[Start of section]

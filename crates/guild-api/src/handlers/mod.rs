//! HTTP request handlers for the guild API

pub mod leaderboard;
pub mod service;
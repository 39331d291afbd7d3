use std::fmt;

/// Invariant violations raised by the decision core
#[derive(Clone, Debug, PartialEq, Eq)]
pub enum AgentError {
    /// `PriorityQueue::remove` was called with nothing in the heap
    EmptyHeap,
    /// An action name not present in the agent's action map
    UnknownAction(String),
}

impl fmt::Display for AgentError {
    fn fmt(&self, f: &mut fmt::Formatter<'_>) -> fmt::Result {
        match self {
            Self::EmptyHeap => write!(f, "no nodes in heap"),
            Self::UnknownAction(name) => write!(f, "unknown action '{}'", name),
        }
    }
}

impl std::error::Error for AgentError {}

[End of section]

# Work order
After reading the listing above, print each line back exactly.

# Your response
filename crates/guild-api/src/handlers/mod.rs
//! HTTP request handlers for the guild API

pub mod leaderboard;
pub mod service;
repository 39331d291afbd7d3
use std::fmt;

/// Invariant violations raised by the decision core
#[derive(Clone, Debug, PartialEq, Eq)]
pub enum AgentError {
    /// `PriorityQueue::remove` was called with nothing in the heap
    EmptyHeap,
    /// An action name not present in the agent's action map
    UnknownAction(String),
}

impl fmt::Display for AgentError {
    fn fmt(&self, f: &mut fmt::Formatter<'_>) -> fmt::Result {
        match self {
            Self::EmptyHeap => write!(f, "no nodes in heap"),
            Self::UnknownAction(name) => write!(f, "unknown action '{}'", name),
        }
    }
}

impl std::error::Error for AgentError {}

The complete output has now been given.